SAN FRANCISCO – Wickr, an SMS encryption program, launched Monday in beta on Android. The app’s argument is simple: its San Francisco-based makers claim that Wickr, now cross-platform between Android and iOS, provides the most secure text messaging apparatus currently available.
It uses AES-256, RSA-4096, ECDH-521, Transport Layer Security, and SHA-256 to encode data while it’s being stored on a server and while being transferred between devices. It?s so effective, Wickr-co-founder Nico Sell said the FBI asked for a back door. Wickr said no.
Sell, who helps run the DefCon Kids program at the annual DefCon security and hacking conference, connects her heritage as a Daughter of the American Revolution to her work on Wickr.

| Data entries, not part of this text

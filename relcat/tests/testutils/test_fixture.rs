//! Test fixture for relcat integration tests

use relcat::storage::{Column, Schema};
use relcat::txn::AccessMode;
use relcat::{CatalogConfig, Oid, SystemCatalogs, TransactionContext, TypeId};
use std::path::{Path, PathBuf};
use std::sync::Arc;
use tempfile::TempDir;

/// Bootstrapped catalogs plus the storage they live in
pub struct TestFixture {
    catalogs: SystemCatalogs,
    db_path: Option<PathBuf>,
    _temp_dir: Option<TempDir>,
}

impl TestFixture {
    /// Fresh in-memory catalogs
    pub fn new() -> Result<Self, Box<dyn std::error::Error>> {
        init_logging();
        let catalogs = SystemCatalogs::bootstrap(CatalogConfig::in_memory())?;
        Ok(Self {
            catalogs,
            db_path: None,
            _temp_dir: None,
        })
    }

    /// Fresh catalogs persisted on sled in a temporary directory
    pub fn persistent() -> Result<Self, Box<dyn std::error::Error>> {
        init_logging();
        let temp_dir = tempfile::tempdir()?;
        let db_path = temp_dir.path().join("relcat_test");
        let catalogs = SystemCatalogs::bootstrap(CatalogConfig::persistent(&db_path))?;
        Ok(Self {
            catalogs,
            db_path: Some(db_path),
            _temp_dir: Some(temp_dir),
        })
    }

    /// Close and bootstrap again over the same storage
    pub fn reopen(self) -> Result<Self, Box<dyn std::error::Error>> {
        let db_path = self
            .db_path
            .clone()
            .ok_or("only persistent fixtures can be reopened")?;
        self.catalogs.shutdown()?;
        let temp_dir = self._temp_dir;
        drop(self.catalogs);
        let catalogs = SystemCatalogs::bootstrap(CatalogConfig::persistent(&db_path))?;
        Ok(Self {
            catalogs,
            db_path: Some(db_path),
            _temp_dir: temp_dir,
        })
    }

    pub fn catalogs(&self) -> &SystemCatalogs {
        &self.catalogs
    }

    pub fn db_path(&self) -> Option<&Path> {
        self.db_path.as_deref()
    }

    pub fn begin(&self) -> Arc<TransactionContext> {
        self.catalogs.begin(AccessMode::ReadWrite)
    }

    pub fn commit(&self, txn: &TransactionContext) {
        self.catalogs.commit(txn).expect("commit should succeed");
    }

    /// Run `f` in its own committed transaction
    pub fn with_txn<T>(&self, f: impl FnOnce(&TransactionContext) -> T) -> T {
        let txn = self.begin();
        let result = f(&txn);
        self.commit(&txn);
        result
    }

    /// Create database `database` with one table `table (id INT PK, name VARCHAR)`
    /// and return the table's OID
    pub fn create_table(&self, database: &str, table: &str) -> Oid {
        self.with_txn(|txn| {
            if self
                .catalogs
                .databases()
                .get_database_object_by_name(database, txn)
                .expect("database lookup")
                .is_none()
            {
                self.catalogs
                    .create_database(database, txn)
                    .expect("create database");
            }
            self.catalogs
                .create_table(database, "public", table, sample_schema(), txn)
                .expect("create table")
        })
    }
}

pub fn sample_schema() -> Schema {
    Schema::new(vec![
        Column::new("id", TypeId::Integer).primary_key(),
        Column::new("name", TypeId::Varchar).with_max_length(32),
    ])
}

fn init_logging() {
    let _ = env_logger::builder().is_test(true).try_init();
}
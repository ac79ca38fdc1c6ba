// Copyright (c) 2024-2025 DeepGraph Inc.
// SPDX-License-Identifier: Apache-2.0
//
//! Owned predicate and value expression trees
//!
//! Catalogs build one tree per call and move it into the compiled scan.
//! Evaluation follows SQL three-valued logic: comparisons involving NULL
//! yield NULL, and a row qualifies only when its predicate is TRUE.

use super::error::ExecutionError;
use crate::storage::Schema;
use crate::types::{TypeId, Value};
use std::cmp::Ordering;
use std::fmt;

#[derive(Debug, Clone, Copy, PartialEq, Eq)]
pub enum ComparisonOp {
    Equal,
    NotEqual,
    LessThan,
    LessThanOrEqual,
    GreaterThan,
    GreaterThanOrEqual,
}

impl ComparisonOp {
    fn matches(self, ord: Ordering) -> bool {
        match self {
            ComparisonOp::Equal => ord == Ordering::Equal,
            ComparisonOp::NotEqual => ord != Ordering::Equal,
            ComparisonOp::LessThan => ord == Ordering::Less,
            ComparisonOp::LessThanOrEqual => ord != Ordering::Greater,
            ComparisonOp::GreaterThan => ord == Ordering::Greater,
            ComparisonOp::GreaterThanOrEqual => ord != Ordering::Less,
        }
    }

    pub fn as_str(self) -> &'static str {
        match self {
            ComparisonOp::Equal => "=",
            ComparisonOp::NotEqual => "<>",
            ComparisonOp::LessThan => "<",
            ComparisonOp::LessThanOrEqual => "<=",
            ComparisonOp::GreaterThan => ">",
            ComparisonOp::GreaterThanOrEqual => ">=",
        }
    }
}

#[derive(Debug, Clone, Copy, PartialEq, Eq)]
pub enum ConjunctionOp {
    And,
    Or,
}

/// Expression node
#[derive(Debug, Clone, PartialEq)]
pub enum Expression {
    Comparison {
        op: ComparisonOp,
        left: Box<Expression>,
        right: Box<Expression>,
    },
    Conjunction {
        op: ConjunctionOp,
        left: Box<Expression>,
        right: Box<Expression>,
    },
    /// Column of the row being scanned
    ColumnRef { type_id: TypeId, column_id: usize },
    Constant(Value),
}

impl Expression {
    pub fn column(type_id: TypeId, column_id: usize) -> Self {
        Expression::ColumnRef { type_id, column_id }
    }

    pub fn constant(value: impl Into<Value>) -> Self {
        Expression::Constant(value.into())
    }

    pub fn compare(op: ComparisonOp, left: Expression, right: Expression) -> Self {
        Expression::Comparison {
            op,
            left: Box::new(left),
            right: Box::new(right),
        }
    }

    pub fn eq(left: Expression, right: Expression) -> Self {
        Self::compare(ComparisonOp::Equal, left, right)
    }

    pub fn and(left: Expression, right: Expression) -> Self {
        Expression::Conjunction {
            op: ConjunctionOp::And,
            left: Box::new(left),
            right: Box::new(right),
        }
    }

    pub fn or(left: Expression, right: Expression) -> Self {
        Expression::Conjunction {
            op: ConjunctionOp::Or,
            left: Box::new(left),
            right: Box::new(right),
        }
    }

    /// `column = value`
    pub fn column_eq(type_id: TypeId, column_id: usize, value: impl Into<Value>) -> Self {
        Self::eq(Self::column(type_id, column_id), Self::constant(value))
    }

    /// Static result type; `None` for a NULL constant
    pub fn result_type(&self) -> Option<TypeId> {
        match self {
            Expression::Comparison { .. } | Expression::Conjunction { .. } => {
                Some(TypeId::Boolean)
            }
            Expression::ColumnRef { type_id, .. } => Some(*type_id),
            Expression::Constant(value) => value.type_id(),
        }
    }

    pub fn as_constant(&self) -> Option<&Value> {
        match self {
            Expression::Constant(value) => Some(value),
            _ => None,
        }
    }

    /// Resolve column references against `schema` and coerce constants
    /// compared with a column to that column's type.
    pub fn bind(self, table: &str, schema: &Schema) -> Result<Expression, ExecutionError> {
        match self {
            Expression::ColumnRef { type_id, column_id } => {
                let column = schema
                    .column(column_id)
                    .ok_or_else(|| ExecutionError::ColumnOutOfRange {
                        table: table.to_string(),
                        column: column_id,
                        arity: schema.column_count(),
                    })?;
                if !type_id.is_comparable_with(column.type_id) {
                    return Err(ExecutionError::TypeError(format!(
                        "column '{}' is {} but was referenced as {}",
                        column.name, column.type_id, type_id
                    )));
                }
                Ok(Expression::ColumnRef {
                    type_id: column.type_id,
                    column_id,
                })
            }
            Expression::Constant(value) => Ok(Expression::Constant(value)),
            Expression::Conjunction { op, left, right } => {
                let left = left.bind(table, schema)?;
                let right = right.bind(table, schema)?;
                for side in [&left, &right] {
                    if !matches!(side.result_type(), None | Some(TypeId::Boolean)) {
                        return Err(ExecutionError::TypeError(format!(
                            "operand of {:?} is not boolean: {}",
                            op, side
                        )));
                    }
                }
                Ok(Expression::Conjunction {
                    op,
                    left: Box::new(left),
                    right: Box::new(right),
                })
            }
            Expression::Comparison { op, left, right } => {
                let left = left.bind(table, schema)?;
                let right = right.bind(table, schema)?;
                let (left, right) = coerce_pair(left, right)?;
                if let (Some(l), Some(r)) = (left.result_type(), right.result_type()) {
                    if !l.is_comparable_with(r) {
                        return Err(ExecutionError::TypeError(format!(
                            "cannot compare {} with {}",
                            l, r
                        )));
                    }
                }
                Ok(Expression::Comparison {
                    op,
                    left: Box::new(left),
                    right: Box::new(right),
                })
            }
        }
    }

    pub fn evaluate(&self, row: &[Value]) -> Result<Value, ExecutionError> {
        match self {
            Expression::Constant(value) => Ok(value.clone()),
            Expression::ColumnRef { column_id, .. } => {
                row.get(*column_id)
                    .cloned()
                    .ok_or_else(|| ExecutionError::ColumnOutOfRange {
                        table: String::new(),
                        column: *column_id,
                        arity: row.len(),
                    })
            }
            Expression::Comparison { op, left, right } => {
                let l = left.evaluate(row)?;
                let r = right.evaluate(row)?;
                Ok(match l.compare(&r) {
                    Some(ord) => Value::Boolean(op.matches(ord)),
                    None => Value::Null,
                })
            }
            Expression::Conjunction { op, left, right } => {
                let l = truth(&left.evaluate(row)?)?;
                let r = truth(&right.evaluate(row)?)?;
                let result = match op {
                    ConjunctionOp::And => match (l, r) {
                        (Some(false), _) | (_, Some(false)) => Some(false),
                        (Some(true), Some(true)) => Some(true),
                        _ => None,
                    },
                    ConjunctionOp::Or => match (l, r) {
                        (Some(true), _) | (_, Some(true)) => Some(true),
                        (Some(false), Some(false)) => Some(false),
                        _ => None,
                    },
                };
                Ok(result.map(Value::Boolean).unwrap_or(Value::Null))
            }
        }
    }

    /// True only when the predicate evaluates to TRUE
    pub fn qualifies(&self, row: &[Value]) -> Result<bool, ExecutionError> {
        Ok(truth(&self.evaluate(row)?)? == Some(true))
    }
}

fn truth(value: &Value) -> Result<Option<bool>, ExecutionError> {
    match value {
        Value::Null => Ok(None),
        Value::Boolean(b) => Ok(Some(*b)),
        other => Err(ExecutionError::TypeError(format!(
            "expected boolean, got {}",
            other
        ))),
    }
}

fn coerce_pair(
    left: Expression,
    right: Expression,
) -> Result<(Expression, Expression), ExecutionError> {
    match (left, right) {
        (column @ Expression::ColumnRef { type_id, .. }, Expression::Constant(value)) => {
            let value = value.cast_to(type_id).map_err(ExecutionError::TypeError)?;
            Ok((column, Expression::Constant(value)))
        }
        (Expression::Constant(value), column @ Expression::ColumnRef { type_id, .. }) => {
            let value = value.cast_to(type_id).map_err(ExecutionError::TypeError)?;
            Ok((Expression::Constant(value), column))
        }
        pair => Ok(pair),
    }
}

impl fmt::Display for Expression {
    fn fmt(&self, f: &mut fmt::Formatter<'_>) -> fmt::Result {
        match self {
            Expression::Comparison { op, left, right } => {
                write!(f, "({} {} {})", left, op.as_str(), right)
            }
            Expression::Conjunction { op, left, right } => {
                let op = match op {
                    ConjunctionOp::And => "AND",
                    ConjunctionOp::Or => "OR",
                };
                write!(f, "({} {} {})", left, op, right)
            }
            Expression::ColumnRef { column_id, .. } => write!(f, "#{}", column_id),
            Expression::Constant(Value::Varchar(s)) => write!(f, "'{}'", s),
            Expression::Constant(value) => write!(f, "{}", value),
        }
    }
}

#[cfg(test)]
mod tests {
    use super::*;
    use crate::storage::Column;

    fn schema() -> Schema {
        Schema::new(vec![
            Column::new("oid", TypeId::Integer),
            Column::new("name", TypeId::Varchar),
        ])
    }

    #[test]
    fn test_bind_casts_constant_to_column_type() {
        let expr = Expression::column_eq(TypeId::Integer, 0, 5i16)
            .bind("t", &schema())
            .unwrap();
        match expr {
            Expression::Comparison { right, .. } => {
                assert_eq!(*right, Expression::Constant(Value::Integer(5)))
            }
            other => panic!("unexpected {:?}", other),
        }
    }

    #[test]
    fn test_bind_rejects_bad_column() {
        let err = Expression::column_eq(TypeId::Integer, 9, 1)
            .bind("t", &schema())
            .unwrap_err();
        assert!(matches!(err, ExecutionError::ColumnOutOfRange { column: 9, .. }));

        let err = Expression::column_eq(TypeId::Varchar, 0, "x")
            .bind("t", &schema())
            .unwrap_err();
        assert!(matches!(err, ExecutionError::TypeError(_)));
    }

    #[test]
    fn test_three_valued_logic() {
        let row = vec![Value::Integer(1), Value::Null];
        let name_is_x = Expression::column_eq(TypeId::Varchar, 1, "x");
        let oid_is_one = Expression::column_eq(TypeId::Integer, 0, 1);

        assert_eq!(name_is_x.evaluate(&row).unwrap(), Value::Null);
        assert!(!name_is_x.qualifies(&row).unwrap());

        let and = Expression::and(oid_is_one.clone(), name_is_x.clone());
        assert_eq!(and.evaluate(&row).unwrap(), Value::Null);

        let or = Expression::or(oid_is_one, name_is_x);
        assert!(or.qualifies(&row).unwrap());
    }

    #[test]
    fn test_display() {
        let expr = Expression::and(
            Expression::column_eq(TypeId::Integer, 0, 1),
            Expression::column_eq(TypeId::Varchar, 1, "a"),
        );
        assert_eq!(expr.to_string(), "((#0 = 1) AND (#1 = 'a'))");
    }
}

“My ancestor was a drummer boy for George Washington, who founded the postal service. The US Post Office allowed people to have freedom of information, private correspondence without the government’s prying eyes. That,” she said, “is what made America great.”
Wickr boasts that it meets or exceeds HIPAA requirements for medical record privacy and encryption, including military grade FIPS 140-2 and exceeds NSA Suite B compliant. It also uses Perfect Forward Secrecy, an encryption technique generates and uses encryption keys once and then deletes them immediately afterwards. PFS is used by Google but few other Internet companies, although Facebook recently has begun to incorporate it.
In fact, because Wickr’s user data and texts are so heavily protected, user identification outside of user-to-user communication is anonymous. Messages are tied to the device they are sent from, attachments have metadata such as time, location, and identity stamps stripped from them, and deleted texts are shredded. Even the sender’s identity is encrypted before the message leaves the sender’s phone.
Wickr expects only 3 percent of its customers to pay for what it calls “professional” calling and texting, which it hopes will subsidize the other 97 percent of its users. The company didn’t specify what features would differentiate “professional” from “free,” but Wickr has said that it doesn’t plan on showing ads to its non-paying customers.